This improves the noise environment for the ADC, enabling higher resolution measurements. If
the ADC is enabled, a conversion starts automatically when this mode is entered. Apart form the
ADC Conversion Complete interrupt, only an External Reset, a Watchdog Reset, a Brown-out
Reset, an SPM/EEPROM ready interrupt, an external level interrupt on INT0 or a pin change
interrupt can wake up the MCU from ADC Noise Reduction mode.
8.4 Power-down Mode
When the SM1..0 bits are written to 10, the SLEEP instruction makes the MCU enter
Power-down mode. In this mode, the Oscillator is stopped, while the external interrupts, and the
Watchdog continue operating (if enabled). Only an External Reset, a Watchdog Reset, a
Brown-out Reset, an external level interrupt on INT0, or a pin change interrupt can wake up the
MCU. This sleep mode halts all generated clocks, allowing operation of asynchronous modules
only.
Note that if a level triggered interrupt is used for wake-up from Power-down mode, the changed
level must be held for some time to wake up the MCU. Refer to “External Interrupts” on page 52
for details.
8.5 Standby Mode
When the SM1..0 bits are written to 11 and an external crystal/resonator clock option is selected,
the SLEEP instruction makes the MCU enter Standby mode. This mode is identical to
Power-down with the exception that the Oscillator is kept running. From Standby mode, the
device wakes up in six clock cycles.
8.6 Power Reduction Register
The Power Reduction Register (PRR), see “PRR – Power Reduction Register” on page 38, pro-
vides a method to stop the clock to individual peripherals to reduce power consumption. The
current state of the peripheral is frozen and the I/O registers can not be read or written.

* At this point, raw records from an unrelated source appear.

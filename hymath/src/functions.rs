//! Overload registry with ad-hoc generics
//!
//! Role
//! - Hold every overload of one operator kind (e.g. all the ways `+` can be
//!   applied) and pick the one matching a call.
//! - Compute the concrete return type of a call from argument types alone, so
//!   nodes can cache their type without evaluating anything.
//!
//! Signatures may use [`Type::Generic`] placeholders. A placeholder binds to
//! the concrete type found at its first occurrence and every later occurrence
//! in the same signature must agree with that binding. The untyped list
//! `list` matches any list type, in either direction.
//!
//! Resolution first looks for an overload whose signature equals the
//! argument types, then scans the overloads in declaration order and takes the
//! first that fits. There is no "most specific" ranking.
//!
//! ```
//! use hymath::functions::FunctionContainer;
//! use hymath::types::{Type, Value};
//!
//! let add = FunctionContainer::builder()
//!     .overload2(|a: f64, b: f64| a + b)
//!     .build();
//!
//! assert_eq!(add.evaluate_type(&[Some(Type::Number), Some(Type::Number)]), Some(Type::Number));
//! assert_eq!(add.evaluate(vec![Value::Number(1.0), Value::Number(2.0)]), Ok(Value::Number(3.0)));
//! ```
use std::{
    collections::{BTreeMap, HashMap},
    fmt,
    sync::Arc,
};

use log::debug;

use crate::{
    error::{EvalError, EvalErrorKind},
    tree::{NodeId, Tree},
    types::{GenericId, Type, Value, convert::TypeConvertible},
};

/// Computes the result of one overload from already type-checked arguments.
pub type Delegate = Arc<dyn Fn(&[Value]) -> Result<Value, EvalErrorKind> + Send + Sync>;

/// One entry of a [`FunctionContainer`].
#[derive(Clone)]
pub struct Overload {
    pub signature: Vec<Type>,
    pub return_type: Type,
    delegate: Delegate,
}

impl Overload {
    pub fn delegate(&self) -> &Delegate {
        &self.delegate
    }
}

impl fmt::Debug for Overload {
    fn fmt(&self, f: &mut fmt::Formatter<'_>) -> fmt::Result {
        write!(f, "(")?;
        for (idx, ty) in self.signature.iter().enumerate() {
            if idx > 0 {
                write!(f, ", ")?;
            }
            write!(f, "{}", ty)?;
        }
        write!(f, ") -> {}", self.return_type)
    }
}

/// Outcome of a successful [`FunctionContainer::resolve`].
#[derive(Clone)]
pub struct Resolved {
    /// Declared return type with every bound generic substituted. `None` if
    /// the return type mentions a generic the arguments never bound.
    pub return_type: Option<Type>,
    pub delegate: Delegate,
}

/// The overloads of one operator kind.
///
/// Built once through [`FunctionContainer::builder`] and shared between all
/// instances of the operator, usually behind an [`Arc`].
#[derive(Clone, Default)]
pub struct FunctionContainer {
    overloads: Vec<Overload>,
    exact: HashMap<Vec<Type>, usize>,
}

impl fmt::Debug for FunctionContainer {
    fn fmt(&self, f: &mut fmt::Formatter<'_>) -> fmt::Result {
        f.debug_list().entries(self.overloads.iter()).finish()
    }
}

impl FunctionContainer {
    pub fn new() -> Self {
        Self::default()
    }

    pub fn builder() -> FunctionContainerBuilder {
        FunctionContainerBuilder {
            container: Self::new(),
        }
    }

    /// Register an overload. Registering a signature a second time replaces
    /// the earlier overload in place.
    pub fn add_overload(&mut self, signature: Vec<Type>, return_type: Type, delegate: Delegate) {
        let overload = Overload {
            signature,
            return_type,
            delegate,
        };
        match self.exact.get(&overload.signature) {
            Some(&idx) => self.overloads[idx] = overload,
            None => {
                self.exact
                    .insert(overload.signature.clone(), self.overloads.len());
                self.overloads.push(overload);
            }
        }
    }

    pub fn overloads(&self) -> &[Overload] {
        &self.overloads
    }

    pub fn len(&self) -> usize {
        self.overloads.len()
    }

    pub fn is_empty(&self) -> bool {
        self.overloads.is_empty()
    }

    /// Find the overload accepting `arguments`.
    pub fn resolve(&self, arguments: &[Type]) -> Option<Resolved> {
        if let Some(&idx) = self.exact.get(arguments) {
            let overload = &self.overloads[idx];
            return Some(Resolved {
                return_type: substitute(&overload.return_type, &BTreeMap::new()),
                delegate: overload.delegate.clone(),
            });
        }

        self.overloads.iter().find_map(|overload| {
            let bindings = signature_fits(&overload.signature, arguments)?;
            Some(Resolved {
                return_type: substitute(&overload.return_type, &bindings),
                delegate: overload.delegate.clone(),
            })
        })
    }

    /// Call the overload matching the types of `values`.
    pub fn evaluate(&self, values: Vec<Value>) -> Result<Value, EvalErrorKind> {
        let signature: Vec<Type> = values.iter().map(Value::ty).collect();
        match self.resolve(&signature) {
            Some(resolved) => (resolved.delegate)(&values),
            None => {
                debug!("No overload accepts ({:?}) among {:?}", signature, self);
                Err(EvalErrorKind::NoMatchingFunction { signature })
            }
        }
    }

    /// Evaluate every node of `arguments`, then call the matching overload.
    pub fn evaluate_nodes(&self, tree: &mut Tree, arguments: &[NodeId]) -> Result<Value, EvalError> {
        let values = arguments
            .iter()
            .map(|&node| tree.evaluate(node))
            .collect::<Result<Vec<_>, _>>()?;
        Ok(self.evaluate(values)?)
    }

    /// Return type of a call with the given argument types, `None` as soon as
    /// one of them is unknown or no overload fits.
    pub fn evaluate_type(&self, arguments: &[Option<Type>]) -> Option<Type> {
        let signature = arguments.iter().cloned().collect::<Option<Vec<_>>>()?;
        self.resolve(&signature)?.return_type
    }

    /// Same as [`evaluate_type`](Self::evaluate_type) using the cached types
    /// of `arguments`.
    pub fn evaluate_type_nodes(&self, tree: &Tree, arguments: &[NodeId]) -> Option<Type> {
        let types: Vec<Option<Type>> = arguments
            .iter()
            .map(|&node| tree.return_type(node).cloned())
            .collect();
        self.evaluate_type(&types)
    }
}

fn signature_fits(
    signature: &[Type],
    arguments: &[Type],
) -> Option<BTreeMap<GenericId, Type>> {
    if signature.len() != arguments.len() {
        return None;
    }
    let mut bindings = BTreeMap::new();
    signature
        .iter()
        .zip(arguments)
        .all(|(param, concrete)| type_matches(param, concrete, &mut bindings))
        .then_some(bindings)
}

fn type_matches(param: &Type, concrete: &Type, bindings: &mut BTreeMap<GenericId, Type>) -> bool {
    match (param, concrete) {
        (a, b) if a == b => true,
        (Type::Generic(id), concrete) => match bindings.get(id) {
            Some(bound) => match unify(bound, concrete) {
                Some(refined) => {
                    bindings.insert(*id, refined);
                    true
                }
                None => false,
            },
            None => {
                bindings.insert(*id, concrete.clone());
                true
            }
        },
        (Type::List(_), Type::List(None)) | (Type::List(None), Type::List(_)) => true,
        (Type::List(Some(a)), Type::List(Some(b))) => type_matches(a, b, bindings),
        _ => false,
    }
}

/// Merge two bindings of one generic. An untyped list is refined by a typed
/// one; anything else has to be equal.
fn unify(bound: &Type, concrete: &Type) -> Option<Type> {
    match (bound, concrete) {
        (a, b) if a == b => Some(a.clone()),
        (Type::List(None), Type::List(_)) => Some(concrete.clone()),
        (Type::List(_), Type::List(None)) => Some(bound.clone()),
        (Type::List(Some(a)), Type::List(Some(b))) => unify(a, b).map(Type::list_of),
        _ => None,
    }
}

fn substitute(ty: &Type, bindings: &BTreeMap<GenericId, Type>) -> Option<Type> {
    match ty {
        Type::Generic(id) => bindings.get(id).cloned(),
        // An unbound element type leaves an untyped list.
        Type::List(Some(element)) => Some(Type::List(substitute(element, bindings).map(Box::new))),
        other => Some(other.clone()),
    }
}

fn arg<T: TypeConvertible>(args: &[Value], idx: usize) -> Result<T, EvalErrorKind> {
    let value = args.get(idx).cloned().ok_or(EvalErrorKind::MissingArgument)?;
    T::from_value(value)
}

/// Incremental construction of a [`FunctionContainer`].
pub struct FunctionContainerBuilder {
    container: FunctionContainer,
}

impl FunctionContainerBuilder {
    /// Register an overload with an explicit signature.
    pub fn overload<F>(mut self, signature: Vec<Type>, return_type: Type, delegate: F) -> Self
    where
        F: Fn(&[Value]) -> Result<Value, EvalErrorKind> + Send + Sync + 'static,
    {
        self.container
            .add_overload(signature, return_type, Arc::new(delegate));
        self
    }

    pub fn overload1<A, R, F>(self, f: F) -> Self
    where
        A: TypeConvertible,
        R: TypeConvertible,
        F: Fn(A) -> R + Send + Sync + 'static,
    {
        self.try_overload1(move |a: A| Ok(f(a)))
    }

    pub fn try_overload1<A, R, F>(self, f: F) -> Self
    where
        A: TypeConvertible,
        R: TypeConvertible,
        F: Fn(A) -> Result<R, EvalErrorKind> + Send + Sync + 'static,
    {
        self.overload(vec![A::math_type()], R::math_type(), move |args| {
            f(arg(args, 0)?)?.into_value()
        })
    }

    /// Register a two-argument closure, deriving the signature from its
    /// parameter types.
    pub fn overload2<A, B, R, F>(self, f: F) -> Self
    where
        A: TypeConvertible,
        B: TypeConvertible,
        R: TypeConvertible,
        F: Fn(A, B) -> R + Send + Sync + 'static,
    {
        self.try_overload2(move |a: A, b: B| Ok(f(a, b)))
    }

    pub fn try_overload2<A, B, R, F>(self, f: F) -> Self
    where
        A: TypeConvertible,
        B: TypeConvertible,
        R: TypeConvertible,
        F: Fn(A, B) -> Result<R, EvalErrorKind> + Send + Sync + 'static,
    {
        self.overload(
            vec![A::math_type(), B::math_type()],
            R::math_type(),
            move |args| f(arg(args, 0)?, arg(args, 1)?)?.into_value(),
        )
    }

    pub fn overload3<A, B, C, R, F>(self, f: F) -> Self
    where
        A: TypeConvertible,
        B: TypeConvertible,
        C: TypeConvertible,
        R: TypeConvertible,
        F: Fn(A, B, C) -> R + Send + Sync + 'static,
    {
        self.try_overload3(move |a: A, b: B, c: C| Ok(f(a, b, c)))
    }

    pub fn try_overload3<A, B, C, R, F>(self, f: F) -> Self
    where
        A: TypeConvertible,
        B: TypeConvertible,
        C: TypeConvertible,
        R: TypeConvertible,
        F: Fn(A, B, C) -> Result<R, EvalErrorKind> + Send + Sync + 'static,
    {
        self.overload(
            vec![A::math_type(), B::math_type(), C::math_type()],
            R::math_type(),
            move |args| f(arg(args, 0)?, arg(args, 1)?, arg(args, 2)?)?.into_value(),
        )
    }

    pub fn build(self) -> FunctionContainer {
        self.container
    }

    /// Finish and wrap the registry for sharing between operator instances.
    pub fn shared(self) -> Arc<FunctionContainer> {
        Arc::new(self.container)
    }
}

#[cfg(test)]
mod tests {
    use super::*;

    #[test]
    fn untyped_list_refines_generic_binding() {
        let mut bindings = BTreeMap::new();
        assert!(type_matches(&Type::Generic(0), &Type::UNTYPED_LIST, &mut bindings));
        assert!(type_matches(
            &Type::Generic(0),
            &Type::list_of(Type::Number),
            &mut bindings
        ));
        assert_eq!(bindings.get(&0), Some(&Type::list_of(Type::Number)));
        assert!(!type_matches(&Type::Generic(0), &Type::Number, &mut bindings));
    }

    #[test]
    fn unbound_list_element_substitutes_to_untyped_list() {
        let bindings = BTreeMap::new();
        assert_eq!(
            substitute(&Type::list_of(Type::Generic(3)), &bindings),
            Some(Type::UNTYPED_LIST)
        );
        assert_eq!(substitute(&Type::Generic(3), &bindings), None);
    }
}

Resources used by the peripheral when stopping the clock will remain occupied, hence the
peripheral should in most cases be disabled before stopping the clock. Waking up a module,
which is done by clearing the bit in PRR, puts the module in the same state as before shutdown.
Module shutdown can be used in Idle mode and Active mode to significantly reduce the overall
power consumption. See “Supply Current of I/O modules” on page 199 for examples. In all other
sleep modes, the clock is already stopped.
8.7 Minimizing Power Consumption
There are several issues to consider when trying to minimize the power consumption in an AVR
controlled system. In general, sleep modes should be used as much as possible, and the sleep
mode should be selected so that as few as possible of the device’s functions are operating. All
functions not needed should be disabled. In particular, the following modules may need special
consideration when trying to achieve the lowest possible power consumption.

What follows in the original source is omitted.